(Stored data)

══════════════════════════════

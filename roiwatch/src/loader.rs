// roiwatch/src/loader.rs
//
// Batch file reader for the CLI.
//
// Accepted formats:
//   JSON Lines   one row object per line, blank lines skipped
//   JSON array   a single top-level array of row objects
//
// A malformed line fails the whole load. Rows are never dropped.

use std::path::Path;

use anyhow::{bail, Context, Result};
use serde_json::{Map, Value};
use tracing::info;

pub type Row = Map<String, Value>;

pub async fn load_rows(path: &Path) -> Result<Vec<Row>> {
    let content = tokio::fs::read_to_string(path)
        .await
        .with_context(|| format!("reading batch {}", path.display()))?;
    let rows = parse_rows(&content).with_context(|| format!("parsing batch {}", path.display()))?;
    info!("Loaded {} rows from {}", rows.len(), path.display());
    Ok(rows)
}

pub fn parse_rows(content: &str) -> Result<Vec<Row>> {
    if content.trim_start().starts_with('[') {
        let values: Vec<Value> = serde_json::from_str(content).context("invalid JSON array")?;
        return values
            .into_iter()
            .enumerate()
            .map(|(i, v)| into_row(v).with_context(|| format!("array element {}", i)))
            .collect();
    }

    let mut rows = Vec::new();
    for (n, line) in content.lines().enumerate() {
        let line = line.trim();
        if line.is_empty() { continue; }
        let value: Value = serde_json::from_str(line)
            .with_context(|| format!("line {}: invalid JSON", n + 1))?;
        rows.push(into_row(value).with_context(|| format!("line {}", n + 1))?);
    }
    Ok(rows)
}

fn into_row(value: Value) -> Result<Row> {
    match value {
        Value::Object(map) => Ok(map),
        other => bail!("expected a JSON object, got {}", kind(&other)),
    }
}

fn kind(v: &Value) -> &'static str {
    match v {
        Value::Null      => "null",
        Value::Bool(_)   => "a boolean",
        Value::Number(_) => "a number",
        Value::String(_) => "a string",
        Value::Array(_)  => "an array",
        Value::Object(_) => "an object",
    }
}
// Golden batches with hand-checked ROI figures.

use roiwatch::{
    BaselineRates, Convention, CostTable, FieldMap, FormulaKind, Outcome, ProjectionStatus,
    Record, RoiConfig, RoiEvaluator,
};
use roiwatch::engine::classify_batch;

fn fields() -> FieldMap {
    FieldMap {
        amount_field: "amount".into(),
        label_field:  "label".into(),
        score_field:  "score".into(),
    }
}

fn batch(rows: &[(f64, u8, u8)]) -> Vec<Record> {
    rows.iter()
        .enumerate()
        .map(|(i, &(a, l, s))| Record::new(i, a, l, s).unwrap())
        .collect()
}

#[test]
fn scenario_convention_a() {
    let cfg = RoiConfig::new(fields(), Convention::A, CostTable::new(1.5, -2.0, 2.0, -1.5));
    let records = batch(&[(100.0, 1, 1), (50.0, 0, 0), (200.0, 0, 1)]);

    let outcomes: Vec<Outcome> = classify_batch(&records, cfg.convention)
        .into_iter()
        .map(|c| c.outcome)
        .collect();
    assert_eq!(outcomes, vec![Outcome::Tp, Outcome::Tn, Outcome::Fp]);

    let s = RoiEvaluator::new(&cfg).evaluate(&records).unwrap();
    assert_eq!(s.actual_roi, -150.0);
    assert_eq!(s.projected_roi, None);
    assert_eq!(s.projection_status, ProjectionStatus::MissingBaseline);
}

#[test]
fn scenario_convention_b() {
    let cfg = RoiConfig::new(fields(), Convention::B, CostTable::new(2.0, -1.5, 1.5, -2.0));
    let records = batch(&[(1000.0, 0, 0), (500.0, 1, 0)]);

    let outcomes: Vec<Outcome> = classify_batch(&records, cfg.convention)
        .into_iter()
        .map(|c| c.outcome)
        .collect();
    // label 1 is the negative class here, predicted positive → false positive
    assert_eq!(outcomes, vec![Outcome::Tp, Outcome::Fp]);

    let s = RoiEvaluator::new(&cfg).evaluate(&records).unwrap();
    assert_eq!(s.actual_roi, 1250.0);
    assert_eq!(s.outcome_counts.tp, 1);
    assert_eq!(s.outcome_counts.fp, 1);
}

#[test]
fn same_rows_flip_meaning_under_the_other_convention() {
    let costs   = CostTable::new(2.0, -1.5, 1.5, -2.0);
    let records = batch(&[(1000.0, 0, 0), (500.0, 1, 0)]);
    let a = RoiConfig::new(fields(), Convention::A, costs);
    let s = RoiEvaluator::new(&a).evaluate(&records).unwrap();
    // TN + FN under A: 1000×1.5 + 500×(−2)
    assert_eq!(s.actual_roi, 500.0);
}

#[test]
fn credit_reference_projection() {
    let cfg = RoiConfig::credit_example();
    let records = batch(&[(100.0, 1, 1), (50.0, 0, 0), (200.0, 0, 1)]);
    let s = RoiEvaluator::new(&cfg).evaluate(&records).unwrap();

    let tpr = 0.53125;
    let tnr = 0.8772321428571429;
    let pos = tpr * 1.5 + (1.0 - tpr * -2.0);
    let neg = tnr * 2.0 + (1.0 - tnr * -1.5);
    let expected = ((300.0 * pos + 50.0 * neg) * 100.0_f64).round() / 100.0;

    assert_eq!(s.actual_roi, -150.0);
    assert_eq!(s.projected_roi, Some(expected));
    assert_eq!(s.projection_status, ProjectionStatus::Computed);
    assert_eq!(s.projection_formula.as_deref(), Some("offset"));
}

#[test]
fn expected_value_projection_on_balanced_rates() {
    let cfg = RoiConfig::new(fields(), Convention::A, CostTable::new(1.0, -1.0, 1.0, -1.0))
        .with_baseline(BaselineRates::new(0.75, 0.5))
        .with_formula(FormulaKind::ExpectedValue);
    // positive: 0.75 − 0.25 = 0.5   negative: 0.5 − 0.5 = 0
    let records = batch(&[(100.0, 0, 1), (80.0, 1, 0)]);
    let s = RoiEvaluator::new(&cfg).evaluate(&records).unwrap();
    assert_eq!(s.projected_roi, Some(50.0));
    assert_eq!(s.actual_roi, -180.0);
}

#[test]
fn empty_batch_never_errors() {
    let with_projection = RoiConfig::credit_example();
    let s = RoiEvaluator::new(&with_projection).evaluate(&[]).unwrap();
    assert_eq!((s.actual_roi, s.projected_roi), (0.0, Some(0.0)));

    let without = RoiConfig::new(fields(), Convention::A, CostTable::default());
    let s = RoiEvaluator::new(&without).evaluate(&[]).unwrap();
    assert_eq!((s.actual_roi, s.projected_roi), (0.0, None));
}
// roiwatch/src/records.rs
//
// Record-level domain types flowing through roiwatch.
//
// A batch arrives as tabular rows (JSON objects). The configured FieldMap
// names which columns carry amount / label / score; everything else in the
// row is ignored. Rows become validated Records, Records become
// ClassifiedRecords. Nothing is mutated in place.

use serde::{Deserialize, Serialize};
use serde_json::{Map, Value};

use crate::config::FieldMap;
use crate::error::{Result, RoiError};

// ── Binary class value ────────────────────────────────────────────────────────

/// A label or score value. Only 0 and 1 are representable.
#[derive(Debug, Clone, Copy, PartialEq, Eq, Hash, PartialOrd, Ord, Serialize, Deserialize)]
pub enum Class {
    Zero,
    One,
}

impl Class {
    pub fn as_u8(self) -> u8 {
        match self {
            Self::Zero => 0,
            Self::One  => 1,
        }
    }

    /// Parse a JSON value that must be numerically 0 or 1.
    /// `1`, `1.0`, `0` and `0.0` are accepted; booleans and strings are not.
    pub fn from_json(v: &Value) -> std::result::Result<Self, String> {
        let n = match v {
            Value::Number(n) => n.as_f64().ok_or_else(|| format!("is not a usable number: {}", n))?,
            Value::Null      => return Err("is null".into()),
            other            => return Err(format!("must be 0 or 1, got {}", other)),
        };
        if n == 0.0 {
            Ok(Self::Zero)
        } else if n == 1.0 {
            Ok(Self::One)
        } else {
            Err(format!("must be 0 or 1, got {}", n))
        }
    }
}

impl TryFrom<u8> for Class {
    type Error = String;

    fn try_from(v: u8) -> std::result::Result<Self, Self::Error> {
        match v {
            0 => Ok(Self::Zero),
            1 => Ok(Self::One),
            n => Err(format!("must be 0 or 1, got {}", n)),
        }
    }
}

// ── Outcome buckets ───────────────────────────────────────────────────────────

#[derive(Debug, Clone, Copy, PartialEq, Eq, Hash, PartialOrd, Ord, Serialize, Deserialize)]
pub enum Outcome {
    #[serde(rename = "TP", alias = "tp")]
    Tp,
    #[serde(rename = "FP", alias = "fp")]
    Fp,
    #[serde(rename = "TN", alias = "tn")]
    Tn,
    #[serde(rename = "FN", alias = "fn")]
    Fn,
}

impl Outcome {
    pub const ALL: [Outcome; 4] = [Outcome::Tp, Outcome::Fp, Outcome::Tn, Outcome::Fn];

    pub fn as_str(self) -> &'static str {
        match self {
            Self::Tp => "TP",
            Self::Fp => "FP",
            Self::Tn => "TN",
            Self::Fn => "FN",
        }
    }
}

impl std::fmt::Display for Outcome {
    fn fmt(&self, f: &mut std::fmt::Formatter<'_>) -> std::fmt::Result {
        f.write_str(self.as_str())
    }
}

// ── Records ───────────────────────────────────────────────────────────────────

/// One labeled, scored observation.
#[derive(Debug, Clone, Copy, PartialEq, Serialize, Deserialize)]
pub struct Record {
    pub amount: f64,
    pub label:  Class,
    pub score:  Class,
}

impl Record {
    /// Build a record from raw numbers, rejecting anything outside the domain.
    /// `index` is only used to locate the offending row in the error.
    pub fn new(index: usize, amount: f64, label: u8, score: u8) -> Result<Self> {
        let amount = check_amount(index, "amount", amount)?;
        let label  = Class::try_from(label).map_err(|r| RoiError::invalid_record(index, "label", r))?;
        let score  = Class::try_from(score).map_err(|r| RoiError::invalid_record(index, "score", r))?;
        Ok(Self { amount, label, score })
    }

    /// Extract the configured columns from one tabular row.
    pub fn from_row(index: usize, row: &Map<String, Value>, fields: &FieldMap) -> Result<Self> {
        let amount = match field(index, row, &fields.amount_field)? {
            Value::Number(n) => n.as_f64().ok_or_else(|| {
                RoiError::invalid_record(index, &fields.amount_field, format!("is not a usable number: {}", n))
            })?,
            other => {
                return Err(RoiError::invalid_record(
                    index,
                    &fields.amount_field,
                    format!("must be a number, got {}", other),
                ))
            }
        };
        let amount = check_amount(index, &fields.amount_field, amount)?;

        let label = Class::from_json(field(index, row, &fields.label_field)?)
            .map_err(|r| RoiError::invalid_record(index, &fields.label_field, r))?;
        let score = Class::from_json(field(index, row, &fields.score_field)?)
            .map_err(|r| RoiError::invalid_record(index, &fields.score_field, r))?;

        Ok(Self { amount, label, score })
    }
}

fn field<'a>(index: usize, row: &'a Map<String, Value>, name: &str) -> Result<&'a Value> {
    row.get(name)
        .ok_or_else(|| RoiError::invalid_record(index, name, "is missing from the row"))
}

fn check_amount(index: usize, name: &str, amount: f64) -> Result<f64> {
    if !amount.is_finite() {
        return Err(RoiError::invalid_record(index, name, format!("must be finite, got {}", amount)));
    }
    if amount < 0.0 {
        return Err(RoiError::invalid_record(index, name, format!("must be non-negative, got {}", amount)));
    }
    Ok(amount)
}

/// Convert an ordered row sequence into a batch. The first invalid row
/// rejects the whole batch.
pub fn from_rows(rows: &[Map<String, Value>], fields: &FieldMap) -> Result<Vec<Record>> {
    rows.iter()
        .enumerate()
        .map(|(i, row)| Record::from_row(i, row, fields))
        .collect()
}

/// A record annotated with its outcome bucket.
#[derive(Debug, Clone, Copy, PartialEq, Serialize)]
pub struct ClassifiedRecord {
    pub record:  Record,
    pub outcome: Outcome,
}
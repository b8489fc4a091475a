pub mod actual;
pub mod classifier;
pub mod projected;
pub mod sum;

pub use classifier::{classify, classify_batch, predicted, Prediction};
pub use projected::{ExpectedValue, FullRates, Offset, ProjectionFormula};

══════════════════════════════

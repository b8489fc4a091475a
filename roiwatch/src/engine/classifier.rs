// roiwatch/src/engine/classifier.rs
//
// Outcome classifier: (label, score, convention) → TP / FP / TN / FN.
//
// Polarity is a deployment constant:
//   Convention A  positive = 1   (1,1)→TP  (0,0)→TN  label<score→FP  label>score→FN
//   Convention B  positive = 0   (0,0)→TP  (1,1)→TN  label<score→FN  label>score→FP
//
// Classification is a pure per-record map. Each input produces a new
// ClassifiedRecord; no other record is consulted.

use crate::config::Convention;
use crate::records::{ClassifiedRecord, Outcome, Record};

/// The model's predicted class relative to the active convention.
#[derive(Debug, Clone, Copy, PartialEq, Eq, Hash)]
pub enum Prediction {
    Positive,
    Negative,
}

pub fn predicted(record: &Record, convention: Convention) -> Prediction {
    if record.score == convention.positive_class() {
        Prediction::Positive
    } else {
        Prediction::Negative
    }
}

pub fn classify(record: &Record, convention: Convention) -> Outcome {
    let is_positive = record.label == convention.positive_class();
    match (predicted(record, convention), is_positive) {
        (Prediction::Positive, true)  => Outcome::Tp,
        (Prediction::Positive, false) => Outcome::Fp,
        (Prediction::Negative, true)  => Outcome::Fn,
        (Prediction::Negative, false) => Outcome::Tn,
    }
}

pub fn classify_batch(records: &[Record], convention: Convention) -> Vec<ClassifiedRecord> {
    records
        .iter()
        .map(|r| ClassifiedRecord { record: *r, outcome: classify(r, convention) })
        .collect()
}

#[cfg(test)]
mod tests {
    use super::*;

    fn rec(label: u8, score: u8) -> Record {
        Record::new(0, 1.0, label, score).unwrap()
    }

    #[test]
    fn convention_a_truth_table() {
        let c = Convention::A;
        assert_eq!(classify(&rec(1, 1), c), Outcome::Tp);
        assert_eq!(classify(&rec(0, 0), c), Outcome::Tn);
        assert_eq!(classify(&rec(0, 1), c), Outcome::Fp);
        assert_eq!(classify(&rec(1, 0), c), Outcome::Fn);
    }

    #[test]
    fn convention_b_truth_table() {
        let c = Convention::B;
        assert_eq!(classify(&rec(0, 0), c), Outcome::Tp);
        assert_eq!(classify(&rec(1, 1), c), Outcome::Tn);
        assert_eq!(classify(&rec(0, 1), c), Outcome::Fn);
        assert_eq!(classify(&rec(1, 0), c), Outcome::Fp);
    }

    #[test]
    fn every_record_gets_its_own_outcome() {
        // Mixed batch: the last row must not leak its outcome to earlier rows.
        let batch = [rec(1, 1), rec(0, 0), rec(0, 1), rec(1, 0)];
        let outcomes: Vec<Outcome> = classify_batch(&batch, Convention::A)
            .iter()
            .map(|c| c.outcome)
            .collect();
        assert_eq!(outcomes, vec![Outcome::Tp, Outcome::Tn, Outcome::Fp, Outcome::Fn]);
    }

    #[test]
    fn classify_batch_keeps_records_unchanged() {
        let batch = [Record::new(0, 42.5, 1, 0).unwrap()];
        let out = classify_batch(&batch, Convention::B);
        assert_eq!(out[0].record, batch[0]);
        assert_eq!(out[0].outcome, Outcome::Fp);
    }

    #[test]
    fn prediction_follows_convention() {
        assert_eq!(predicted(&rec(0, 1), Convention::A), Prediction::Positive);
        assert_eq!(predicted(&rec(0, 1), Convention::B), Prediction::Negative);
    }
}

══════════════════════════════

(PROBLEM TO WORK ON): Which lines above include "crate"? Show each of them by copying it.

(SOLUTION FOR THIS EXERCISE):
use crate::config::FieldMap;
use crate::error::{Result, RoiError};
use crate::config::Convention;
use crate::records::{ClassifiedRecord, Outcome, Record};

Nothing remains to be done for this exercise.